9 DE enero DE 2019

Ou peritos forenses

 

O que é um perito judicial e o que faz?

 

Perito é sinónimo de especialista. Atuam como provedores de conhecimento e informação profissional, especializada e fundamentada durante a realização de um processo judicial.  São especialistas em diferentes áreas de conhecimento que realizam investigações a pedido do juiz ou das partes. Após as investigações, apresentam sob juramento um relatório que o juiz utilizará como fonte de informação. A sua participação é fundamental na medida em que a decisão ou sentença podem depender largamente dela.

 

O juramento, ou promessa, está previsto no Código de Processo Civil:

 

“O signatário da presente perícia DECLARA, sob sua exclusiva responsabilidade, que tudo o que consta deste parecer se baseia unicamente nos factos que pôde constatar e no seu próprio conhecimento e experiência adquirida no âmbito do  exercício profissional.

 

DECLARA também conhecer as responsabilidades civis, penais, disciplinares e associativas inerentes à aceitação do cargo de perito e à realização do presente relatório, ao abrigo do artigo 335. 2 do Código de Processo Civil, que tem a seguinte redação:

 

‘Ao emitir o parecer, todo o perito deverá declarar, sob juramento ou promessa de dizer a verdade, que agiu e, se aplicável, agirá com a maior objetividade possível, tendo em conta tudo o que é susceptível de tanto favorecer como prejudicar qualquer uma das partes, e que conhece as sanções penais nas quais poderá incorrer se não cumprir o seu dever de perito.’”

 

 

O perito elabora um relatório baseado no estudo das provas, no qual expõe o seu parecer fundamentado e como chegou até ele. Além disso, deve apresentar todos os materiais utilizados na investigação. Se o juiz aceitou a participação, todos os relatórios (do juiz e das partes) têm a mesma relevância e são levados em consideração pelo juiz.

 

 

É importante que o perito, para além de ser um especialista na matéria tratada, saiba comunicar a informação de forma perspicaz e eficiente. Deverá transmitir confiança e segurança no momento em que o parecer é emitido.

 

 

Quantos peritos pode haver num julgamento?

 

De um modo geral, o juiz pode solicitar a participação de um perito e cada parte interessada pode solicitar outro. A diferença é que a participação dos peritos apresentados pelas partes pode ou não ser aceite pelo juiz.

 

 

Como se prepara um perito judicial?

 

Os peritos que prestem os seus serviços no âmbito de um processo judicial podem ser polícias, médicos forenses, psicólogos ou especialista em qualquer área, licenciados ou não. Qualquer especialista em determinada matéria pode tornar-se perito judicial.
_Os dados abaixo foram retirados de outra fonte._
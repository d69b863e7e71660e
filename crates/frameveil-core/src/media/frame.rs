//! Whole-raster application of the bit-plane codec.
//!
//! A frame pair comes in as two RGB rasters, the secret is resampled to the
//! cover's geometry, and the pixel codec runs over every coordinate. The
//! file-level wrappers own the image lifetimes for exactly one call: read,
//! transform, persist, drop.

use std::path::Path;

use image::imageops::{self, FilterType};
use image::{ImageBuffer, RgbImage};

use crate::bitplane::{embed_pixel, reveal_pixel};
use crate::error::FrameveilError;
use crate::result::Result;

/// embeds a secret raster into a cover raster, producing a stego raster
/// with the cover's dimensions
///
/// The secret is resampled with nearest-neighbour when the geometries differ.
/// Nearest keeps the operation deterministic and avoids interpolated channel
/// values that would dilute the carried top bit.
pub fn embed_frame(cover: &RgbImage, secret: &RgbImage) -> RgbImage {
    let (width, height) = cover.dimensions();

    let resampled;
    let secret = if secret.dimensions() == (width, height) {
        secret
    } else {
        resampled = imageops::resize(secret, width, height, FilterType::Nearest);
        &resampled
    };

    ImageBuffer::from_fn(width, height, |x, y| {
        embed_pixel(*cover.get_pixel(x, y), *secret.get_pixel(x, y))
    })
}

/// recovers the carried raster from a stego raster, same dimensions as input
pub fn reveal_frame(stego: &RgbImage) -> RgbImage {
    let (width, height) = stego.dimensions();

    ImageBuffer::from_fn(width, height, |x, y| reveal_pixel(*stego.get_pixel(x, y)))
}

/// reads any decodable image and normalizes it to 8-bit RGB,
/// discarding alpha or palette information
pub fn read_frame(path: &Path) -> Result<RgbImage> {
    image::open(path)
        .map(|img| img.to_rgb8())
        .map_err(|e| match e {
            image::ImageError::IoError(source) => FrameveilError::ReadError { source },
            _ => FrameveilError::UnsupportedImage(path.to_owned()),
        })
}

/// persists a raster as a lossless PNG file
pub fn save_frame(frame: &RgbImage, path: &Path) -> Result<()> {
    frame.save(path).map_err(|e| match e {
        image::ImageError::IoError(source) => FrameveilError::WriteError { source },
        _ => FrameveilError::FrameEncodingError(path.to_owned()),
    })
}

/// one embed call over backing files: read both, embed, persist the result
pub fn embed_frame_file(cover: &Path, secret: &Path, output: &Path) -> Result<()> {
    let cover = read_frame(cover)?;
    let secret = read_frame(secret)?;

    save_frame(&embed_frame(&cover, &secret), output)
}

/// one reveal call over backing files
pub fn reveal_frame_file(stego: &Path, output: &Path) -> Result<()> {
    let stego = read_frame(stego)?;

    save_frame(&reveal_frame(&stego), output)
}
use crate::error::FrameveilError;

pub type Result<T> = std::result::Result<T, FrameveilError>;
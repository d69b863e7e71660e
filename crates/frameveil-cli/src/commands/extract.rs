use std::path::PathBuf;

use clap::Args;
use frameveil_core::PipelineOptions;

use crate::CliResult;

/// Recovers the hidden video from a stego container
#[derive(Args, Debug)]
pub struct ExtractArgs {
    /// Stego container produced by an earlier embed run
    #[arg(short = 'i', long = "in", value_name = "input video", required = true)]
    pub input: PathBuf,

    /// Revealed video will be stored as this file
    #[arg(
        short = 'o',
        long = "out",
        value_name = "output video file",
        required = true
    )]
    pub output: PathBuf,
}

impl ExtractArgs {
    pub fn run(self, options: PipelineOptions) -> CliResult<()> {
        frameveil_core::commands::extract(&self.input, &self.output, options)
    }
}
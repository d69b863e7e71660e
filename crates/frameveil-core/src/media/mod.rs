pub mod ffmpeg;
pub mod frame;
use std::path::PathBuf;
use thiserror::Error;

#[derive(Error, Debug)]
pub enum FrameveilError {
    /// Represents a missing or unreadable source video file
    #[error("Input video not found: {}", .0.display())]
    InputNotFound(PathBuf),

    /// Represents a frame image that could not be decoded or normalized to RGB
    #[error("Image is not supported or not decodable: {}", .0.display())]
    UnsupportedImage(PathBuf),

    /// Represents a non-zero exit or crash of an external media tool
    #[error("External tool `{tool}` failed: {detail}")]
    ExternalToolFailure { tool: String, detail: String },

    /// Represents an external media tool exceeding the configured deadline
    #[error("External tool `{tool}` timed out")]
    ExternalToolTimeout { tool: String },

    /// Represents a failure to read from input.
    #[error("Read error")]
    ReadError { source: std::io::Error },

    /// Represents a failure to write a target file.
    #[error("Write error")]
    WriteError { source: std::io::Error },

    /// Represents a failure when encoding a frame image file.
    #[error("Frame encoding error: {}", .0.display())]
    FrameEncodingError(PathBuf),

    /// Represents differing cover and secret frame counts under the `Error`
    /// mismatch policy, or a loop-pad request with zero secret frames
    #[error("Cover has {cover} frames but secret has {secret}")]
    SequenceLengthMismatch { cover: usize, secret: usize },

    /// Represents a cooperative cancellation between stages or frames
    #[error("Pipeline run was cancelled")]
    Cancelled,

    /// Represents all other cases of `std::io::Error`.
    #[error(transparent)]
    IoError(#[from] std::io::Error),

    #[error("No cover video set")]
    CoverNotSet,

    #[error("No secret video set")]
    SecretNotSet,

    #[error("No input video set")]
    InputNotSet,

    #[error("No target file set")]
    TargetNotSet,
}
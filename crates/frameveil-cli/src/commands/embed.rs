use std::path::PathBuf;

use clap::Args;
use frameveil_core::PipelineOptions;

use crate::CliResult;

/// Hides a secret video inside a cover video
#[derive(Args, Debug)]
pub struct EmbedArgs {
    /// Carrier video, used readonly
    #[arg(short = 'c', long = "cover", value_name = "cover video", required = true)]
    pub cover: PathBuf,

    /// Video that will be hidden
    #[arg(
        short = 's',
        long = "secret",
        value_name = "secret video",
        required = true
    )]
    pub secret: PathBuf,

    /// Stego container will be stored as this file
    #[arg(
        short = 'o',
        long = "out",
        value_name = "output video file",
        required = true
    )]
    pub output: PathBuf,
}

impl EmbedArgs {
    pub fn run(self, options: PipelineOptions) -> CliResult<()> {
        frameveil_core::commands::embed(&self.cover, &self.secret, &self.output, options)
    }
}
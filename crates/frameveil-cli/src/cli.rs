use std::path::PathBuf;
use std::time::Duration;

use clap::{Parser, Subcommand, ValueEnum};
use frameveil_core::{MismatchPolicy, PipelineOptions};

use crate::commands::*;

#[derive(Parser, Debug)]
#[command(version, about, long_about = None)]
#[command(propagate_version = true)]
pub struct CliArgs {
    /// Directory for intermediate frame and audio files
    #[arg(long = "work-dir", value_name = "dir", default_value = ".")]
    pub work_dir: PathBuf,

    /// Path to the ffmpeg binary
    #[arg(long = "ffmpeg", value_name = "path", default_value = "ffmpeg")]
    pub ffmpeg: PathBuf,

    /// Frame rate of the assembled stego container
    #[arg(long = "embed-fps", value_name = "rate", default_value_t = 12.5)]
    pub embed_fps: f64,

    /// Frame rate of the assembled revealed container
    #[arg(long = "extract-fps", value_name = "rate", default_value_t = 30.0)]
    pub extract_fps: f64,

    /// What to do when cover and secret frame counts differ
    #[arg(long = "on-mismatch", value_enum, default_value_t = MismatchArg::Truncate)]
    pub on_mismatch: MismatchArg,

    /// Abort any single ffmpeg invocation after this many seconds
    #[arg(long = "tool-timeout", value_name = "seconds")]
    pub tool_timeout: Option<u64>,

    #[command(subcommand)]
    pub command: Commands,
}

#[derive(Subcommand, Debug)]
pub enum Commands {
    Embed(embed::EmbedArgs),
    Extract(extract::ExtractArgs),
}

#[derive(ValueEnum, Debug, Clone, Copy, PartialEq, Eq)]
pub enum MismatchArg {
    /// Pair up to the shorter sequence, drop the excess
    Truncate,
    /// Refuse to run on differing frame counts
    Error,
    /// Repeat the secret video until the cover ends
    Loop,
}

impl From<MismatchArg> for MismatchPolicy {
    fn from(arg: MismatchArg) -> Self {
        match arg {
            MismatchArg::Truncate => MismatchPolicy::Truncate,
            MismatchArg::Error => MismatchPolicy::Error,
            MismatchArg::Loop => MismatchPolicy::LoopPad,
        }
    }
}

impl CliArgs {
    pub fn options(&self) -> PipelineOptions {
        PipelineOptions {
            work_dir: self.work_dir.clone(),
            ffmpeg_path: self.ffmpeg.clone(),
            embed_frame_rate: self.embed_fps,
            extract_frame_rate: self.extract_fps,
            mismatch_policy: self.on_mismatch.into(),
            tool_timeout: self.tool_timeout.map(Duration::from_secs),
            ..PipelineOptions::default()
        }
    }
}
#[cfg(test)]
mod tests {
    use super::*;
    use image::{ImageBuffer, Rgb, RgbImage};
    use std::collections::HashMap;
    use std::sync::Mutex;
    use tempfile::TempDir;

    fn solid(color: [u8; 3]) -> RgbImage {
        ImageBuffer::from_pixel(4, 4, Rgb(color))
    }

    /// serves pre-seeded frames per video path, numbered 1-based like the
    /// real demuxer does
    #[derive(Default)]
    struct FakeDemuxer {
        videos: HashMap<PathBuf, Vec<RgbImage>>,
    }

    impl FakeDemuxer {
        fn new<P: AsRef<Path>>(videos: Vec<(P, Vec<RgbImage>)>) -> Self {
            Self {
                videos: videos
                    .into_iter()
                    .map(|(p, f)| (p.as_ref().to_owned(), f))
                    .collect(),
            }
        }
    }

    impl MediaDemuxer for FakeDemuxer {
        fn extract_frames(&self, video: &Path, out_dir: &Path) -> Result<()> {
            let frames = self.videos.get(video).ok_or_else(|| {
                FrameveilError::ExternalToolFailure {
                    tool: "fake-demuxer".into(),
                    detail: format!("unknown video {}", video.display()),
                }
            })?;
            for (i, frame) in frames.iter().enumerate() {
                frame
                    .save(out_dir.join(format!("frame_{:04}.png", i + 1)))
                    .expect("fake demuxer failed to write a frame");
            }
            Ok(())
        }

        fn extract_audio(&self, _video: &Path, out_dir: &Path) -> Result<()> {
            fs::write(out_dir.join(AUDIO_FILE), b"not really mp3")?;
            Ok(())
        }
    }

    #[derive(Debug, Clone)]
    struct RecordedMux {
        frames_pattern: PathBuf,
        frame_rate: f64,
        audio: Option<PathBuf>,
        output: PathBuf,
    }

    /// records combine calls and touches the output file
    #[derive(Default)]
    struct FakeMuxer {
        calls: Arc<Mutex<Vec<RecordedMux>>>,
    }

    impl MediaMuxer for FakeMuxer {
        fn combine(&self, request: &MuxRequest<'_>) -> Result<()> {
            self.calls.lock().unwrap().push(RecordedMux {
                frames_pattern: request.frames_pattern.to_owned(),
                frame_rate: request.frame_rate,
                audio: request.audio.map(|p| p.to_owned()),
                output: request.output.to_owned(),
            });
            fs::write(request.output, b"container")?;
            Ok(())
        }
    }

    fn test_pipeline(
        work_dir: &Path,
        demuxer: FakeDemuxer,
        policy: MismatchPolicy,
    ) -> (Pipeline, Arc<Mutex<Vec<RecordedMux>>>) {
        let muxer = FakeMuxer::default();
        let calls = muxer.calls.clone();
        let options = PipelineOptions {
            work_dir: work_dir.to_owned(),
            mismatch_policy: policy,
            ..PipelineOptions::default()
        };
        (
            Pipeline::with_tools(options, Box::new(demuxer), Box::new(muxer)),
            calls,
        )
    }

    fn touch_video(dir: &Path, name: &str) -> PathBuf {
        let path = dir.join(name);
        fs::write(&path, b"video bytes").unwrap();
        path
    }

    #[test]
    fn embed_produces_min_of_both_sequence_lengths() -> Result<()> {
        let work = TempDir::new()?;
        let cover = touch_video(work.path(), "cover.mkv");
        let secret = touch_video(work.path(), "secret.mkv");
        let output = work.path().join("output.mkv");

        let demuxer = FakeDemuxer::new(vec![
            (&cover, vec![solid([10, 10, 10]); 5]),
            (&secret, vec![solid([250, 0, 0]); 3]),
        ]);
        let (pipeline, calls) = test_pipeline(work.path(), demuxer, MismatchPolicy::Truncate);
        pipeline.embed(&cover, &secret, &output)?;

        let embedded = list_frames(&work.path().join(EMBEDDED_FRAMES_DIR))?;
        assert_eq!(embedded.len(), 3);
        assert_eq!(
            embedded[0].file_name().unwrap().to_str().unwrap(),
            "frame_0000.png"
        );

        let calls = calls.lock().unwrap();
        assert_eq!(calls.len(), 1);
        assert_eq!(calls[0].frame_rate, 12.5);
        assert!(calls[0].audio.as_ref().unwrap().ends_with(AUDIO_FILE));
        assert!(calls[0]
            .frames_pattern
            .to_str()
            .unwrap()
            .ends_with("embedded_frames/frame_%04d.png"));
        assert_eq!(calls[0].output, output);
        Ok(())
    }

    #[test]
    fn embed_then_extract_reveals_quantized_colors_in_order() -> Result<()> {
        let work = TempDir::new()?;
        let cover = touch_video(work.path(), "cover.mkv");
        let secret = touch_video(work.path(), "secret.mkv");
        let output = work.path().join("output.mkv");

        let secret_colors = [[255, 0, 0], [0, 255, 0], [0, 0, 255]];
        let demuxer = FakeDemuxer::new(vec![
            (&cover, vec![solid([100, 101, 102]); 3]),
            (&secret, secret_colors.iter().map(|c| solid(*c)).collect()),
        ]);
        let (pipeline, _) = test_pipeline(work.path(), demuxer, MismatchPolicy::Truncate);
        pipeline.embed(&cover, &secret, &output)?;

        // feed the stego frames back in as if the container had been demuxed
        let stego_frames: Vec<RgbImage> = list_frames(&work.path().join(EMBEDDED_FRAMES_DIR))?
            .iter()
            .map(|p| image::open(p).unwrap().to_rgb8())
            .collect();
        let hidden = work.path().join("hidden.mkv");
        let demuxer = FakeDemuxer::new(vec![(&output, stego_frames)]);
        let (pipeline, calls) = test_pipeline(work.path(), demuxer, MismatchPolicy::Truncate);
        pipeline.extract(&output, &hidden)?;

        let revealed = list_frames(&work.path().join(HIDDEN_FRAMES_DIR))?;
        assert_eq!(revealed.len(), 3);
        let expected = [[128, 0, 0], [0, 128, 0], [0, 0, 128]];
        for (path, expected) in revealed.iter().zip(expected) {
            let img = image::open(path).unwrap().to_rgb8();
            for pixel in img.pixels() {
                assert_eq!(pixel.0, expected, "wrong color in {}", path.display());
            }
        }

        let calls = calls.lock().unwrap();
        assert_eq!(calls[0].frame_rate, 30.0);
        assert!(calls[0].audio.is_none());
        Ok(())
    }

    #[test]
    fn missing_cover_aborts_before_any_tool_runs() {
        let work = TempDir::new().unwrap();
        let secret = touch_video(work.path(), "secret.mkv");
        let demuxer = FakeDemuxer::default();
        let (pipeline, calls) = test_pipeline(work.path(), demuxer, MismatchPolicy::Truncate);

        let result = pipeline.embed(
            &work.path().join("nope.mkv"),
            &secret,
            &work.path().join("out.mkv"),
        );
        assert!(matches!(result, Err(FrameveilError::InputNotFound(_))));
        assert!(calls.lock().unwrap().is_empty());
    }

    #[test]
    fn error_policy_surfaces_the_length_mismatch() {
        let work = TempDir::new().unwrap();
        let cover = touch_video(work.path(), "cover.mkv");
        let secret = touch_video(work.path(), "secret.mkv");

        let demuxer = FakeDemuxer::new(vec![
            (&cover, vec![solid([1, 2, 3]); 4]),
            (&secret, vec![solid([9, 9, 9]); 2]),
        ]);
        let (pipeline, _) = test_pipeline(work.path(), demuxer, MismatchPolicy::Error);

        let result = pipeline.embed(&cover, &secret, &work.path().join("out.mkv"));
        assert!(matches!(
            result,
            Err(FrameveilError::SequenceLengthMismatch {
                cover: 4,
                secret: 2
            })
        ));
    }

    #[test]
    fn loop_pad_repeats_the_secret_over_every_cover_frame() -> Result<()> {
        let work = TempDir::new()?;
        let cover = touch_video(work.path(), "cover.mkv");
        let secret = touch_video(work.path(), "secret.mkv");

        // cover channels are even, so the carried bit is directly readable
        let demuxer = FakeDemuxer::new(vec![
            (&cover, vec![solid([100, 100, 100]); 5]),
            (&secret, vec![solid([255, 255, 255]), solid([0, 0, 0])]),
        ]);
        let (pipeline, _) = test_pipeline(work.path(), demuxer, MismatchPolicy::LoopPad);
        pipeline.embed(&cover, &secret, &work.path().join("out.mkv"))?;

        let embedded = list_frames(&work.path().join(EMBEDDED_FRAMES_DIR))?;
        assert_eq!(embedded.len(), 5);
        for (i, path) in embedded.iter().enumerate() {
            let img = image::open(path).unwrap().to_rgb8();
            let expected = if i % 2 == 0 { 101 } else { 100 };
            assert_eq!(img.get_pixel(0, 0).0, [expected; 3]);
        }
        Ok(())
    }

    #[test]
    fn a_set_cancel_flag_stops_the_run() {
        let work = TempDir::new().unwrap();
        let cover = touch_video(work.path(), "cover.mkv");
        let secret = touch_video(work.path(), "secret.mkv");

        let demuxer = FakeDemuxer::new(vec![
            (&cover, vec![solid([1, 1, 1])]),
            (&secret, vec![solid([2, 2, 2])]),
        ]);
        let (pipeline, _) = test_pipeline(work.path(), demuxer, MismatchPolicy::Truncate);
        let flag = Arc::new(AtomicBool::new(true));
        let pipeline = pipeline.with_cancel_flag(flag);

        let result = pipeline.embed(&cover, &secret, &work.path().join("out.mkv"));
        assert!(matches!(result, Err(FrameveilError::Cancelled)));
    }

    #[test]
    fn frames_are_listed_in_numeric_order_regardless_of_creation_order() -> Result<()> {
        let dir = TempDir::new()?;
        for name in ["frame_0010.png", "frame_0002.png", "frame_0001.png"] {
            solid([0, 0, 0]).save(dir.path().join(name)).unwrap();
        }
        // non-frame files are ignored
        fs::write(dir.path().join("audio_0.mp3"), b"x")?;

        let names: Vec<String> = list_frames(dir.path())?
            .iter()
            .map(|p| p.file_name().unwrap().to_str().unwrap().to_string())
            .collect();
        assert_eq!(names, ["frame_0001.png", "frame_0002.png", "frame_0010.png"]);
        Ok(())
    }

    #[test]
    fn loop_pad_with_an_empty_secret_is_a_mismatch() {
        let cover = vec![PathBuf::from("frame_0001.png")];
        let secret = Vec::new();

        let result = pair_frames(&cover, &secret, MismatchPolicy::LoopPad);
        assert!(matches!(
            result,
            Err(FrameveilError::SequenceLengthMismatch { .. })
        ));
    }
}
Deverá ter educação superior, mas se a matéria de estudo não estiver compreendida em cursos profissionais, não será necessário. Assim está previsto no Código de Processo Civil:

 

Os peritos devem possuir grau de licenciatura oficial que corresponda à matéria em causa e à natureza do parecer. No caso de matérias que não estão incluídas em licenciaturas oficiais, deverão ser nomeados entre pessoas entendidas nas mesmas.

 

Existem cursos privados de perícia judicial, mas não são obrigatórios nem oficiais.

 

Que tipos de peritos judiciais existem?

 

Pode haver especialistas de todas as áreas de conhecimento passíveis de serem estudadas num processo judicial. Desde falsificação de documentos, artigos ou peças de vestuário (em que uma marca comercial pretende demonstrar que um artigo patenteado ou registado foi falsificado), a perícias caligráficas nas quais se analisam assinaturas, textos escritos, etc. Também há peritos em balística ou especialistas em leitura dos lábios, frequentemente solicitados por associações de surdos em ações por difamação e injúrias. No caso da existência de uma gravação em vídeo que não possua áudio, podem elaborar um relatório do que alguém disse em determinado momento.